Lo attendono elaborazioni di progetti sulla moda in cui è in assoluto l'ideatore e uno dei protagonisti dello stesso marketing. Il successo pieno non tarda ad arrivare, già l'uscita della prima serie di modelli lo pone all'attenzione della grande moda parigina che rappresenta un'importante trampolino di lancio per affermarsi in tutto il mondo occidentale. Il notevole interesse suscitato lo incoraggia a proseguire sul binario innovativo delle sue rivoluzionarie scoperte stilistiche proposte al pubblico con aggressività seduttiva.
Le opere di Yves Saint Laurent interessano soprattutto l'abbigliamento femminile, prospettano una sua combinazione in forme stilistiche nuove che rompono con una certa lunga tradizione che concepiva il modo di vestire femminile separato dalla strada e immerso esteticamente in un mondo, che seppur vario e ricco di invenzioni, rimaneva completamente chiuso a sé.
Yves Saint Laurent immette nella moda più storicamente femminilizzata, lineamenti estetici presi dal modo di vestire maschile, oppure da etnie diverse, o dalla strada con tutti i suoi riverberi stilistici emessi da classi molto diverse, anche povere. Inoltre Yves Saint Laurent omaggia grandi artisti come Mondrian e Picasso, prendendo spunto dalle loro opere per disegnare modelli cromaticamente e formalmente di grande interesse compositivo che ben si abbinano con le altre forme estetiche presenti nella modernità.
Saint Laurent è di nascita algerina, origini che lo stilista vive con difficoltà sentendosi culturalmente lontano da quel mondo dominato all'epoca da conflitti che ne oscuravano ogni serena espressione culturale e artistica. Quando Yves Saint Laurent viene chiamato alle armi proprio per partecipare alla guerra in Algeria, cade in una grave crisi depressiva che lo terrà recluso in uno stato semi-vegetativo in un ospedale psichiatrico per diverso tempo.
Scettici sulle sue possibilità di ripresa Laurent viene licenziato dagli amministratori della casa di moda Dior. Ma Saint Laurent che non respinge l'amore intimo che può nascere con un uomo, coltiva, pienamente corrisposto, un'amicizia importante con Pierre Bergé, una persona che contribuirà con le sue visite all'ospedale psichiatrico al recupero della salute mentale di Laurent diventandone un compagno sempre più appassionato e razionale, la cui saggezza e intelligenza proteggerà Saint Laurent per un certo tempo anche da se stesso: prevenendo in lui altri violenti attacchi nervosi.
Il grande stilista apre una propria casa di haute couture, e YSL diverrà un marchio famoso una sorta di contrassegno di eleganza e innovazione.
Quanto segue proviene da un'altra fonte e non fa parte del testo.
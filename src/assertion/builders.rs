//! Assertion builders: each turns one part of a check record into
//! assertions.
//!
//! The directive builder runs an explicit ordered list of builders over
//! every record, so the order of a directive's assertions is fixed.

use std::time::Duration;

use crate::config::{RunOptions, DEFAULT_STATUS, OTHER_LEVEL_KEY};
use crate::directive::record::{CheckRecord, StatusSpec, TextMatchKeys};
use crate::error_handling::ConfigError;
use crate::transform::{TransformOptions, UrlTransformer};

use super::{
    Assertion, DtdAssertion, HeaderAssertion, HtmlAssertion, JsonAssertion, JsonSchemaAssertion,
    RedirectAssertion, ResponseTimeAssertion, StatusAssertion, XmlRootAssertion,
};

/// What builders may consult besides the record itself.
pub struct AssertionContext<'a> {
    pub options: &'a RunOptions,
    pub transformer: &'a UrlTransformer,
}

pub type AssertionBuilder =
    fn(&CheckRecord, &AssertionContext<'_>) -> Result<Vec<Assertion>, ConfigError>;

/// The builders in the order their assertions run.
pub fn default_builders() -> Vec<AssertionBuilder> {
    vec![
        status_assertions as AssertionBuilder,
        redirect_assertions,
        html_assertions,
        json_assertions,
        response_time_assertions,
        xml_assertions,
        json_schema_assertions,
        header_assertions,
    ]
}

/// A redirect block already checks the status, so it replaces this one.
fn status_assertions(
    record: &CheckRecord,
    ctx: &AssertionContext<'_>,
) -> Result<Vec<Assertion>, ConfigError> {
    if record.redirect.is_some() {
        return Ok(Vec::new());
    }
    let code = match &record.status {
        None => DEFAULT_STATUS.to_string(),
        Some(StatusSpec::Code(code)) => code.to_string(),
        Some(StatusSpec::PerLevel(codes)) => codes
            .get(&ctx.options.level)
            .or_else(|| codes.get(OTHER_LEVEL_KEY))
            .map_or_else(|| DEFAULT_STATUS.to_string(), |c| c.to_string()),
    };
    Ok(vec![Assertion::Status(StatusAssertion::new(code))])
}

/// Unless `exact`, the expected location is adapted to the target port and
/// level; scheme and cachebusting are left alone.
fn redirect_assertions(
    record: &CheckRecord,
    ctx: &AssertionContext<'_>,
) -> Result<Vec<Assertion>, ConfigError> {
    let Some(redirect) = &record.redirect else {
        return Ok(Vec::new());
    };
    let code = redirect
        .status
        .as_ref()
        .map_or_else(|| DEFAULT_STATUS.to_string(), |c| c.to_string());
    let location = redirect.location.as_ref().map(|location| {
        if redirect.exact {
            location.clone()
        } else {
            let options = TransformOptions {
                port: ctx.options.port,
                level: Some(ctx.options.level.as_str()),
                ..Default::default()
            };
            ctx.transformer.transform(location, &options)
        }
    });
    Ok(vec![Assertion::Redirect(RedirectAssertion::new(
        code,
        location,
        record.follow_redirects,
    ))])
}

/// One assertion per matching key, or a single presence check when an
/// entry has none.
fn html_assertions(
    record: &CheckRecord,
    _ctx: &AssertionContext<'_>,
) -> Result<Vec<Assertion>, ConfigError> {
    let mut assertions = Vec::new();
    for spec in &record.html {
        let rules = spec.rules()?;
        if rules.is_empty() {
            assertions.push(Assertion::Html(HtmlAssertion::new(
                &spec.selector,
                spec.attribute.clone(),
                None,
                spec.when,
            )?));
        }
        for rule in rules {
            assertions.push(Assertion::Html(HtmlAssertion::new(
                &spec.selector,
                spec.attribute.clone(),
                Some(rule),
                spec.when,
            )?));
        }
    }
    Ok(assertions)
}

fn json_assertions(
    record: &CheckRecord,
    _ctx: &AssertionContext<'_>,
) -> Result<Vec<Assertion>, ConfigError> {
    let mut assertions = Vec::new();
    for spec in &record.json {
        for rule in spec.rules()? {
            assertions.push(Assertion::Json(JsonAssertion::new(&spec.selector, rule)));
        }
    }
    Ok(assertions)
}

fn response_time_assertions(
    record: &CheckRecord,
    _ctx: &AssertionContext<'_>,
) -> Result<Vec<Assertion>, ConfigError> {
    let Some(seconds) = record.response_time else {
        return Ok(Vec::new());
    };
    let max = Duration::try_from_secs_f64(seconds)
        .map_err(|_| ConfigError::InvalidResponseTime(seconds))?;
    Ok(vec![Assertion::ResponseTime(ResponseTimeAssertion::new(max))])
}

fn xml_assertions(
    record: &CheckRecord,
    _ctx: &AssertionContext<'_>,
) -> Result<Vec<Assertion>, ConfigError> {
    let Some(xml) = &record.xml else {
        return Ok(Vec::new());
    };
    let mut assertions = Vec::new();
    if let Some(root) = &xml.root {
        assertions.push(Assertion::XmlRoot(XmlRootAssertion::new(root)));
    }
    if let Some(dtd) = &xml.dtd_filename {
        assertions.push(Assertion::Dtd(DtdAssertion::new(dtd)));
    }
    Ok(assertions)
}

fn json_schema_assertions(
    record: &CheckRecord,
    _ctx: &AssertionContext<'_>,
) -> Result<Vec<Assertion>, ConfigError> {
    Ok(record
        .json_schema
        .as_ref()
        .and_then(|spec| spec.schema_filename.as_ref())
        .map(|filename| Assertion::JsonSchema(JsonSchemaAssertion::new(filename)))
        .into_iter()
        .collect())
}

fn header_assertions(
    record: &CheckRecord,
    _ctx: &AssertionContext<'_>,
) -> Result<Vec<Assertion>, ConfigError> {
    let mut assertions = Vec::new();
    for spec in &record.headers {
        for rule in spec.rules()? {
            assertions.push(Assertion::Header(HeaderAssertion::new(&spec.header, rule)));
        }
    }
    Ok(assertions)
}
Da quel che si può osservare attraverso il film, la vita di successo di Laurent terminata nel 2008 per un tumore al cervello, è stata fortemente contrastata nel suo percorso da mortifere pulsioni erotiche del tutto dissociative, vere e proprie passioni devastanti legate ai suoi eterogenei e ambigui desideri per le donne e gli uomini, desideri complicati da una fantasmagoria erotica compulsiva, di origini oscure, frutto probabilmente dei suoi disturbi identitari legati all'immigrazione dall'Algeria a Parigi.
Il regista Jalil Lespert si inserisce con questo film nell'ambito del film biografico di alta qualità, rendendo esaurientemente note agli spettatori le qualità estetiche delle opere di Saint Laurent e i tratti più geniali del pensiero, della personalità del grande stilista francese. Rimangono un po' in ombra le conoscenze degli aspetti clinici più specifici dei suoi periodici disturbi mentali, anche se per alcuni se ne possono dedurre lo stesso le ragioni.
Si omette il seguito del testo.